# What the exercise asks:
Look through the records below for the line with "opaque, caller-supplied predicate.". Return that line and each one after it up to and including the line with "impl fmt::Debug for", exactly.

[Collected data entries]

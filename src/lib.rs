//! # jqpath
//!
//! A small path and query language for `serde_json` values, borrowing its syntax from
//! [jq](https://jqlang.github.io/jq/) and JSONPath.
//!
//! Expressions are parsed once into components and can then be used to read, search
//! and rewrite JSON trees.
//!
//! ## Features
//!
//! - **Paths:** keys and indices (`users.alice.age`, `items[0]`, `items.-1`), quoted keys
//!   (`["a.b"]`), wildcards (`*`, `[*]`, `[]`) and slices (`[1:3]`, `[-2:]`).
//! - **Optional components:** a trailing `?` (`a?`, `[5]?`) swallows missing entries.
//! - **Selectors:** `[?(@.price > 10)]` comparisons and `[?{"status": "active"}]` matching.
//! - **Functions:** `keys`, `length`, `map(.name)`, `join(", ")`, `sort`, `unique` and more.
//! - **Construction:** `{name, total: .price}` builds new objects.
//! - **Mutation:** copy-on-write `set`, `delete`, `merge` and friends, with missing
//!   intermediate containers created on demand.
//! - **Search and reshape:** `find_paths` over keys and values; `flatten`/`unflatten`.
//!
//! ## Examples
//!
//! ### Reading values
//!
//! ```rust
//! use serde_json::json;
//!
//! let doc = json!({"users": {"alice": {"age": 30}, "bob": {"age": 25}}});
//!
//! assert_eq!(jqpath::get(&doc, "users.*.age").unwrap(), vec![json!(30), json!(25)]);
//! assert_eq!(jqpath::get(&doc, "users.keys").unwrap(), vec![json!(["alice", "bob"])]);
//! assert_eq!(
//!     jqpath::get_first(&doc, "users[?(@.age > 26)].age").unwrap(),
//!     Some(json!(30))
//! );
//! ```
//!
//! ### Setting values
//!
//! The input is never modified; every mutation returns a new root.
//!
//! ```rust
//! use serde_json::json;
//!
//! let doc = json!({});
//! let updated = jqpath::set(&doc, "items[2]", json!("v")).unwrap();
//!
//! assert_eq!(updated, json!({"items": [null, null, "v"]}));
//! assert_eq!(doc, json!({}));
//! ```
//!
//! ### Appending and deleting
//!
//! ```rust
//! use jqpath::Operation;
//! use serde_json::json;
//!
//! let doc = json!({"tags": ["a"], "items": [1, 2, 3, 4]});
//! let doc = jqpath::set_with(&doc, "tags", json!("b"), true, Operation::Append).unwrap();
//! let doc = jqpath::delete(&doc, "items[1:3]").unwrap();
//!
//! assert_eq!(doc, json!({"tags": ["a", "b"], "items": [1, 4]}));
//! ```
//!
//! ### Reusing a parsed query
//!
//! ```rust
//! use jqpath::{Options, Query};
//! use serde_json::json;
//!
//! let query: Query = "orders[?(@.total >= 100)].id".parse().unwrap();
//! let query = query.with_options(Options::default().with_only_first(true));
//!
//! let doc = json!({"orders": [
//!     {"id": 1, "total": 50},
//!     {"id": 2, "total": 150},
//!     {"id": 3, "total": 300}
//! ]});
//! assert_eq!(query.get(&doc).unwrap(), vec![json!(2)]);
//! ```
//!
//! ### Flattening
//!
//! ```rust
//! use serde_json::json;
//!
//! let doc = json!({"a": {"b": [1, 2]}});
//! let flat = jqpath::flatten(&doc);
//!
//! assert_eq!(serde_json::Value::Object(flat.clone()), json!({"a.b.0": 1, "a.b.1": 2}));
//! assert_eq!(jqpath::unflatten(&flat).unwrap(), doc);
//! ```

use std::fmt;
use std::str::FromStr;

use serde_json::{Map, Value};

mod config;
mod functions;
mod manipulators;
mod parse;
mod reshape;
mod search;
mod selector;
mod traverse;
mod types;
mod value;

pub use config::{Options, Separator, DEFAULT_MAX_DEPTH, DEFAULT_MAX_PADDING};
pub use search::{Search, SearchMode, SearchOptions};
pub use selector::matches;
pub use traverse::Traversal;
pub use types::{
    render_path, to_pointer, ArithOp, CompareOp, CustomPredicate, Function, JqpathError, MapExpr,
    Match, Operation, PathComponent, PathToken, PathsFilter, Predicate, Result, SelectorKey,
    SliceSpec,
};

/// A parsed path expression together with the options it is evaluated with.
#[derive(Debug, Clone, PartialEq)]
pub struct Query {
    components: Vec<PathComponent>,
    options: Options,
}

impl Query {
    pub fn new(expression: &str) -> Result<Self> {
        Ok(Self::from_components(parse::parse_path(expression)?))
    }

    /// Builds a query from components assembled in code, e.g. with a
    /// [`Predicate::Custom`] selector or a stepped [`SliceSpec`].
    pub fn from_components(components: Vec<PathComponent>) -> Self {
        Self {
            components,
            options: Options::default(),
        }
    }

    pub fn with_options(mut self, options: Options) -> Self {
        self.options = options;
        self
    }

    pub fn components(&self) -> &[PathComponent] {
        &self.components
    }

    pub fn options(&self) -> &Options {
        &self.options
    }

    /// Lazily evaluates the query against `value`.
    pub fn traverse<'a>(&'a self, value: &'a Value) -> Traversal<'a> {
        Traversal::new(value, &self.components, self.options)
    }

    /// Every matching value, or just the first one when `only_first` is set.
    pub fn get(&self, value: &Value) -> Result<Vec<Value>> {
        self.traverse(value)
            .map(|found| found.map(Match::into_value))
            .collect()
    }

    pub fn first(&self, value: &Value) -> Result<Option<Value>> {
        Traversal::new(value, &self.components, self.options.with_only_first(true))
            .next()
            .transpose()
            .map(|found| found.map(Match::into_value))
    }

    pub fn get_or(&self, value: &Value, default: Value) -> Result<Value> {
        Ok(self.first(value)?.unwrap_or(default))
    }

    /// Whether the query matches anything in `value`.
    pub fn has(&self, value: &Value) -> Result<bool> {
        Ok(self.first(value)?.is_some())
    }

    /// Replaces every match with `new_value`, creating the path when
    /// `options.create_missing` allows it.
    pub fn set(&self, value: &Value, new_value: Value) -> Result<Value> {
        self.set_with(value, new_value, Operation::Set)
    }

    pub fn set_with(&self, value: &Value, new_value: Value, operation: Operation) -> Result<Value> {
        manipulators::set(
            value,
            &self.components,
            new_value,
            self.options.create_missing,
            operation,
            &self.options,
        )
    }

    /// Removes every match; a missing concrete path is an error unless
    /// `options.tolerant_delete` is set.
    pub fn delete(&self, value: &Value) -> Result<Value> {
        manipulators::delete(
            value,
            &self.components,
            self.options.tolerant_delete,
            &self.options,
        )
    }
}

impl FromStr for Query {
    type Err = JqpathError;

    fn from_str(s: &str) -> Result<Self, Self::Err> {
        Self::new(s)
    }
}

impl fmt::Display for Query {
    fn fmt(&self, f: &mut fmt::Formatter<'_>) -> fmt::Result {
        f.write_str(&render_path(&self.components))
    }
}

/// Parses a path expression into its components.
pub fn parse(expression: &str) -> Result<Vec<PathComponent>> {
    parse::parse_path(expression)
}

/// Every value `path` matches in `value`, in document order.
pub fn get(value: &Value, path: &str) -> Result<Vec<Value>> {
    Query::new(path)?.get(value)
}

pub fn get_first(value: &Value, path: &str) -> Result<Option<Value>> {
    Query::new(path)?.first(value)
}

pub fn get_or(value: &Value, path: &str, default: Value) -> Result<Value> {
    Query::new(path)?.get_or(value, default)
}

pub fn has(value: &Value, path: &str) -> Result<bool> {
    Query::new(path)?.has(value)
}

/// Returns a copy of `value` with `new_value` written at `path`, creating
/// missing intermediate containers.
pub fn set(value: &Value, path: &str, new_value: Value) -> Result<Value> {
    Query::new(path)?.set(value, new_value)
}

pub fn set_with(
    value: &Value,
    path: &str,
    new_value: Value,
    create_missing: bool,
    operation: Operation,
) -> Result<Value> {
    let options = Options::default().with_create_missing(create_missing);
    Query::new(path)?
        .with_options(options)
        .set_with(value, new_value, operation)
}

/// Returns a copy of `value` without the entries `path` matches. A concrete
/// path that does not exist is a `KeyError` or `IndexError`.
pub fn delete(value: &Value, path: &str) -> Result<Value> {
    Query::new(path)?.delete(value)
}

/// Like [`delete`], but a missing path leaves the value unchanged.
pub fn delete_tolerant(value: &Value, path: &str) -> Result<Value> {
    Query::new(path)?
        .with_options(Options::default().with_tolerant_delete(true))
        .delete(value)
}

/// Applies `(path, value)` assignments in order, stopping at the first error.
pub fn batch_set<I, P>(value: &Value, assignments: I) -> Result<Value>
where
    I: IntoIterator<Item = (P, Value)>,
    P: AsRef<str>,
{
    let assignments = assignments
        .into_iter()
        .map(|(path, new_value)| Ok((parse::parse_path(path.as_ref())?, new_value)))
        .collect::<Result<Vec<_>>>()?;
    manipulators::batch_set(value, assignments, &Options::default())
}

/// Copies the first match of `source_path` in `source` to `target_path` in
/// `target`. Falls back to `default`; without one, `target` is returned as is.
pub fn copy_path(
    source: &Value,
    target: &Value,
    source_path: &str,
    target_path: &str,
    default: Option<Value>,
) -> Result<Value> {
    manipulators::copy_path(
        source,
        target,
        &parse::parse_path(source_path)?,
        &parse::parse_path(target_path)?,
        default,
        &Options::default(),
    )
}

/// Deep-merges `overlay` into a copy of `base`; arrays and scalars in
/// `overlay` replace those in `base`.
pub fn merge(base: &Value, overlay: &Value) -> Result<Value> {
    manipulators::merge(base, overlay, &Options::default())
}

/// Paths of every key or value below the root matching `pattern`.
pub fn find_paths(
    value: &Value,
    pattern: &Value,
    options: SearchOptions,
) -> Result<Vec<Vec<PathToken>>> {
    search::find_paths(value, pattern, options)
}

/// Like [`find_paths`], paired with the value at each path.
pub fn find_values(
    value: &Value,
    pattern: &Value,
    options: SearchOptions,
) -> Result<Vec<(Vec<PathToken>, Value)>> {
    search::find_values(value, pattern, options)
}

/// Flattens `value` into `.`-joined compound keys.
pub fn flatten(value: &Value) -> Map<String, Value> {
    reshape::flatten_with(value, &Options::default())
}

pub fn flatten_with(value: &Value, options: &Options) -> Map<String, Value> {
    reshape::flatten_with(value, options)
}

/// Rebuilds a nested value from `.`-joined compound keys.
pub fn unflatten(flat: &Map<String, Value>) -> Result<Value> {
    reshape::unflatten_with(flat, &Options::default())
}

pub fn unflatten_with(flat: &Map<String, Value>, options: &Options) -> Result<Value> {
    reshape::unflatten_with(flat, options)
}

--

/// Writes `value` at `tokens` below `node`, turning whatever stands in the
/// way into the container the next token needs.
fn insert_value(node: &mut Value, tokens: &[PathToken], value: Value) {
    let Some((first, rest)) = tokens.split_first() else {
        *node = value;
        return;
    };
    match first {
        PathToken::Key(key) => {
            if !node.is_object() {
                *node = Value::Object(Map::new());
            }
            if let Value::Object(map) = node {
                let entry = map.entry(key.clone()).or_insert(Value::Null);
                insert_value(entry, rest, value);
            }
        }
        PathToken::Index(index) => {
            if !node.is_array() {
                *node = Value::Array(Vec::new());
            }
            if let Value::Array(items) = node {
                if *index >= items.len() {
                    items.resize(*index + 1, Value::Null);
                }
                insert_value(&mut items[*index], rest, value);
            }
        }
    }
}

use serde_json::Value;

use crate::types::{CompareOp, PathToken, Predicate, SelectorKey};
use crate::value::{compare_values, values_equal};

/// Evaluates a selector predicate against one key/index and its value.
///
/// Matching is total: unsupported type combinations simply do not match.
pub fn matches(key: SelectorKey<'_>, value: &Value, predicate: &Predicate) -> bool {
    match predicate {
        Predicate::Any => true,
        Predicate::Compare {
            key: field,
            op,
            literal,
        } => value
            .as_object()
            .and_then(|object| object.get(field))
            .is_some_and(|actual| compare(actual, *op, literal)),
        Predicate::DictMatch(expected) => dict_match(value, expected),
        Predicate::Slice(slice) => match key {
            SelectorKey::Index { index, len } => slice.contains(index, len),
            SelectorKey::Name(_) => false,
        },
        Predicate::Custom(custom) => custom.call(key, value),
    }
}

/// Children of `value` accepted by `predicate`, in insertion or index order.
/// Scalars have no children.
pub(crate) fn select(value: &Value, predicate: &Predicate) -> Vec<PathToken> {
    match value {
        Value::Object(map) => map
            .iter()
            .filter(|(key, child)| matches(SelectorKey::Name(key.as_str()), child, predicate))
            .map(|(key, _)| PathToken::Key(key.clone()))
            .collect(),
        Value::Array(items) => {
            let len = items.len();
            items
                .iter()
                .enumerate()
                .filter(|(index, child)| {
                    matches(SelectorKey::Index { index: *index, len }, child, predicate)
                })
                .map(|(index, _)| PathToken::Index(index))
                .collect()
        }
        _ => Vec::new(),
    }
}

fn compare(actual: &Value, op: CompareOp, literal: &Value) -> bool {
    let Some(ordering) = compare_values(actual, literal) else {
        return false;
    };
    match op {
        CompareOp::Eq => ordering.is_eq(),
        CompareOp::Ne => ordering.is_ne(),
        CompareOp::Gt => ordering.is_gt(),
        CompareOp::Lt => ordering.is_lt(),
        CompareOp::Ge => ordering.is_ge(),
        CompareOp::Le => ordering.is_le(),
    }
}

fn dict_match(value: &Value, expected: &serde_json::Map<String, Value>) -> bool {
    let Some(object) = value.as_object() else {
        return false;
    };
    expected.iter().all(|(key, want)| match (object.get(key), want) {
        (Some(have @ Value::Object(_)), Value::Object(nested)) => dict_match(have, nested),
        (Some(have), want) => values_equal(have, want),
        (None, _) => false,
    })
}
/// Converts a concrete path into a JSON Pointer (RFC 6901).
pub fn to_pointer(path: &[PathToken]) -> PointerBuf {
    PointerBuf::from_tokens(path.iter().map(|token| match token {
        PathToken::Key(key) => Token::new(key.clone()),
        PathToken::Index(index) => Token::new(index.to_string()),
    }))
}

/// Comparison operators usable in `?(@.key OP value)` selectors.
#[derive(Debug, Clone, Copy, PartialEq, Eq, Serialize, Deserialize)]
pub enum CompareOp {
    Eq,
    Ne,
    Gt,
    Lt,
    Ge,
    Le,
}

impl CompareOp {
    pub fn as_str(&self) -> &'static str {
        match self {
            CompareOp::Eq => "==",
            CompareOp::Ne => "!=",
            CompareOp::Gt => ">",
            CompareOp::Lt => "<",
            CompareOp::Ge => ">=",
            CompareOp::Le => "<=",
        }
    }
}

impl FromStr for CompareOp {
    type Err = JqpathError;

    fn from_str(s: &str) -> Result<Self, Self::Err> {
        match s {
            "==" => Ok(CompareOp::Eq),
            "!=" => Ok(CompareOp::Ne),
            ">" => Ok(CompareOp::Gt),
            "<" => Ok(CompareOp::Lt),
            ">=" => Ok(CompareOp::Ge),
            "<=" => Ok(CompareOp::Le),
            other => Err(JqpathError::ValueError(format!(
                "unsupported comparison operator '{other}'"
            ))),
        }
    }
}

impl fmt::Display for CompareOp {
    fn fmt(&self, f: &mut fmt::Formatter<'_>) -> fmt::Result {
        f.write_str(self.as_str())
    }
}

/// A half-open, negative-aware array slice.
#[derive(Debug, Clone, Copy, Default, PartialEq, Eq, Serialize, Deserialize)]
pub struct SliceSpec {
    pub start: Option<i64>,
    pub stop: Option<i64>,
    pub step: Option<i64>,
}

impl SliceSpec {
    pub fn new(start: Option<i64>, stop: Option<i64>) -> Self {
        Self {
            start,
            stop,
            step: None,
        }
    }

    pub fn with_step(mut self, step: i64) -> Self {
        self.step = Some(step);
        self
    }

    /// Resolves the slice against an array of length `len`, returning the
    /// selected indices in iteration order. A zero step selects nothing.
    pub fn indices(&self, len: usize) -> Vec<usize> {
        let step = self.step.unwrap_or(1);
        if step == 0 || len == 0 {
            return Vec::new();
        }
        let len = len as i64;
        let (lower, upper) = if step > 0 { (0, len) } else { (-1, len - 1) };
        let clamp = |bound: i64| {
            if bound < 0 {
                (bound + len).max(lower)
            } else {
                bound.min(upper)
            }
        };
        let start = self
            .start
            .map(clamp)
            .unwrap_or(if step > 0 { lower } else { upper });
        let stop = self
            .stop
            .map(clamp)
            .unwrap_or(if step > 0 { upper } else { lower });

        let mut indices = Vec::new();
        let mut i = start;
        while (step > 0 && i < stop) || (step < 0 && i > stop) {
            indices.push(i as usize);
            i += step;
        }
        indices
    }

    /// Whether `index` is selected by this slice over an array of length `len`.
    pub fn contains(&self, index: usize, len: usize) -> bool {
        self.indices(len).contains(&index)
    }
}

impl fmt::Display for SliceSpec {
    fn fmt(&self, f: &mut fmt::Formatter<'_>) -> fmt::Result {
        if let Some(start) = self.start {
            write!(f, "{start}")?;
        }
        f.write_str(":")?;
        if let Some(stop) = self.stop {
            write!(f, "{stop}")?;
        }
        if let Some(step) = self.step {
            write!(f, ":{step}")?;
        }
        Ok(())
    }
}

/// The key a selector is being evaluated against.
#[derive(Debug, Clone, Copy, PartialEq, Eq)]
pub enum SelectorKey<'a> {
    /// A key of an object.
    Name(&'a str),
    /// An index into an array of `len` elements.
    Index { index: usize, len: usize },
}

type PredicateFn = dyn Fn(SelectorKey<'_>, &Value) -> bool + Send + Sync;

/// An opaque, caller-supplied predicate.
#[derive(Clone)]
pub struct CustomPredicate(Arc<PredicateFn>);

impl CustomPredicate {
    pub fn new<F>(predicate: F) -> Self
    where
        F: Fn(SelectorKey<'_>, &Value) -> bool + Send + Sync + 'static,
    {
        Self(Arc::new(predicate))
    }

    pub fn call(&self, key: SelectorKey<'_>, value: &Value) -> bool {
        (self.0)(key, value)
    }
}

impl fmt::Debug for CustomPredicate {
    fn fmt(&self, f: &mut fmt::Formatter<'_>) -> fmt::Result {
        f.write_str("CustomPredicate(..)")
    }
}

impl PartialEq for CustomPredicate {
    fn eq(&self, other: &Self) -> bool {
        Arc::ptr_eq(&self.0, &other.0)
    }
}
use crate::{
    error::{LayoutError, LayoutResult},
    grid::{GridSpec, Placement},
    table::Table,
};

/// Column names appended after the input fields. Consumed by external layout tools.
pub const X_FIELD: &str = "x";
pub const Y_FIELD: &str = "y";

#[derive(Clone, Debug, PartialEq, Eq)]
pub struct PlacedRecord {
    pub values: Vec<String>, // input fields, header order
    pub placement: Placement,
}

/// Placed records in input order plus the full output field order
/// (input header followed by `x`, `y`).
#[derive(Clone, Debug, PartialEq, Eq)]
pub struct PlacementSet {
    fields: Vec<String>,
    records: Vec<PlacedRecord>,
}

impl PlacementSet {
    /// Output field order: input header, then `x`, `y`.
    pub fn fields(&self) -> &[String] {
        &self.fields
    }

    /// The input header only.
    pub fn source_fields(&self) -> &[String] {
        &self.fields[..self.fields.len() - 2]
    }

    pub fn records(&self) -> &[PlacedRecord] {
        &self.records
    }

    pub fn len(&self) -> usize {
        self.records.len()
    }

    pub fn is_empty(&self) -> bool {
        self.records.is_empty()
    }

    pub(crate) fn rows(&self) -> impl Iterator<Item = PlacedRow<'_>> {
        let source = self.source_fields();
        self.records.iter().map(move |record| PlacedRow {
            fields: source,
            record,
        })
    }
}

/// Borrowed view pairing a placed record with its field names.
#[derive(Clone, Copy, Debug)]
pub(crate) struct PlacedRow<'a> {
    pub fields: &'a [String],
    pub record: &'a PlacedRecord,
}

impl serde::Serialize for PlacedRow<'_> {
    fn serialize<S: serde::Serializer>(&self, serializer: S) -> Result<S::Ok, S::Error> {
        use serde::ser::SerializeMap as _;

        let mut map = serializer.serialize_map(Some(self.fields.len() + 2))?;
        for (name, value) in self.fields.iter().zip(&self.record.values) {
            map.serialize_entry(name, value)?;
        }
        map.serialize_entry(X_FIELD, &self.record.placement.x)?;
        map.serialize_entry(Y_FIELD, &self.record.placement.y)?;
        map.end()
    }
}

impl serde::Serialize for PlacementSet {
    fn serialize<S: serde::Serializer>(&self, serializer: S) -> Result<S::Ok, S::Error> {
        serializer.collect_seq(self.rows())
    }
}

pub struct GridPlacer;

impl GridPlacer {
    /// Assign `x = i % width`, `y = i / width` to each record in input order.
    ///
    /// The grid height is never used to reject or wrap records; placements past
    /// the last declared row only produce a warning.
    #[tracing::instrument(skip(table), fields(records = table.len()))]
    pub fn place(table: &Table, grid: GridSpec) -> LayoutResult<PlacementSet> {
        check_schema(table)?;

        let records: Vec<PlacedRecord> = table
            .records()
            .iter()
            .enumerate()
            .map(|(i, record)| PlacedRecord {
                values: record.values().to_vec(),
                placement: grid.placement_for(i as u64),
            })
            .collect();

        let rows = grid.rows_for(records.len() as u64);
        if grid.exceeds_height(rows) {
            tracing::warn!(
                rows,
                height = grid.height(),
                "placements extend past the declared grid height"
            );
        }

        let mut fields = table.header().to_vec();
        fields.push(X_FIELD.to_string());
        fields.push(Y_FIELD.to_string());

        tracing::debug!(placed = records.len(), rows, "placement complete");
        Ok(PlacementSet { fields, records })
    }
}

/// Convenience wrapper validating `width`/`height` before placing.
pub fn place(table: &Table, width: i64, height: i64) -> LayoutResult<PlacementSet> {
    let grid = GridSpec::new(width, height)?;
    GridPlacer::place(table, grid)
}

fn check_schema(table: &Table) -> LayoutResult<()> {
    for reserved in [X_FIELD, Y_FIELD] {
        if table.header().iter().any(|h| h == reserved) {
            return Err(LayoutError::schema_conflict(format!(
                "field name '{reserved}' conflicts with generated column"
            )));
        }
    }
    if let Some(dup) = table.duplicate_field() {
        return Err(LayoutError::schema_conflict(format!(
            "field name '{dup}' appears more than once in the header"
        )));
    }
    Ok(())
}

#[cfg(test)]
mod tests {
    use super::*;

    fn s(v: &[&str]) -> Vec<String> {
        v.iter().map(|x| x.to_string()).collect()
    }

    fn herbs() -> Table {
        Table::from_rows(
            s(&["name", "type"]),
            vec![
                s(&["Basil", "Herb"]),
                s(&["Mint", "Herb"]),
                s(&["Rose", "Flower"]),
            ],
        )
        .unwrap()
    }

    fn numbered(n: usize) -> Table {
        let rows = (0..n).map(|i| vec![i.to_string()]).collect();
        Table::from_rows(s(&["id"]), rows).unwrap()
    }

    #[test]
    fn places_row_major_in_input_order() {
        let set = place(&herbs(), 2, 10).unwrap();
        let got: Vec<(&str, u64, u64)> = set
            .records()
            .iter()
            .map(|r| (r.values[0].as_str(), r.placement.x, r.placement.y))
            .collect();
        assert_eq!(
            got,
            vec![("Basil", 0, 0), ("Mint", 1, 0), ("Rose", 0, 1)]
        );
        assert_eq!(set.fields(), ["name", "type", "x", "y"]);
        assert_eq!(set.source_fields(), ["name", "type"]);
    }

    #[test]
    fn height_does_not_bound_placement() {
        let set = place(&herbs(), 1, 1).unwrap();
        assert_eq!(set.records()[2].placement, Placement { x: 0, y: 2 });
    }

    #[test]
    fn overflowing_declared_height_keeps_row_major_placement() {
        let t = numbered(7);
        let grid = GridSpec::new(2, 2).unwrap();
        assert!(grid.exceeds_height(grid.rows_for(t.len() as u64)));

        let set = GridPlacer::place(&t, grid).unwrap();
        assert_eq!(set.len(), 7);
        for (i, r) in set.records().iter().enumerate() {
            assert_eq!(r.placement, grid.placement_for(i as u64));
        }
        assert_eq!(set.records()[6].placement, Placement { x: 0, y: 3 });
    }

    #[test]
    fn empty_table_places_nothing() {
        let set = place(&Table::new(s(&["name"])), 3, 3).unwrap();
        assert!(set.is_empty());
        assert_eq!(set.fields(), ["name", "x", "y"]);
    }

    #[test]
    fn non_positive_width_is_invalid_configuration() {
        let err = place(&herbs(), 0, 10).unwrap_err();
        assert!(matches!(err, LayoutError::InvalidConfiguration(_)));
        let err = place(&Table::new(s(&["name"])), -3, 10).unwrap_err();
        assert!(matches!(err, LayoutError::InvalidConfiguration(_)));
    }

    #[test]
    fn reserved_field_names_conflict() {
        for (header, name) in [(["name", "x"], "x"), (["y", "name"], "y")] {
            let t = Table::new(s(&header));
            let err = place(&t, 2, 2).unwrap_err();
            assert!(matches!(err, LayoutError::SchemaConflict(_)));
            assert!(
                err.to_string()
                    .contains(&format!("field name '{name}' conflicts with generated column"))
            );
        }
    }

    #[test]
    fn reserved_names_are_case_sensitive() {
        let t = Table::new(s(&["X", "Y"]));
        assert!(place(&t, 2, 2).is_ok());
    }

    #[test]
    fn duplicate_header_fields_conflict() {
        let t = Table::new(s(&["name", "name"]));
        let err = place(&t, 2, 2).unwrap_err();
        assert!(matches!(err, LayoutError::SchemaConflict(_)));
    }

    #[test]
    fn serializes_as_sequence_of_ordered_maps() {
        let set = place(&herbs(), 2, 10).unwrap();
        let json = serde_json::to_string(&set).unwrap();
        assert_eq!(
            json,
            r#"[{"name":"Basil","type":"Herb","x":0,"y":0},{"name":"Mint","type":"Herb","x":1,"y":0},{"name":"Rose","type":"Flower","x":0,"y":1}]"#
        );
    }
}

# Response:
/// An opaque, caller-supplied predicate.
#[derive(Clone)]
pub struct CustomPredicate(Arc<PredicateFn>);

impl CustomPredicate {
    pub fn new<F>(predicate: F) -> Self
    where
        F: Fn(SelectorKey<'_>, &Value) -> bool + Send + Sync + 'static,
    {
        Self(Arc::new(predicate))
    }

    pub fn call(&self, key: SelectorKey<'_>, value: &Value) -> bool {
        (self.0)(key, value)
    }
}

impl fmt::Debug for CustomPredicate {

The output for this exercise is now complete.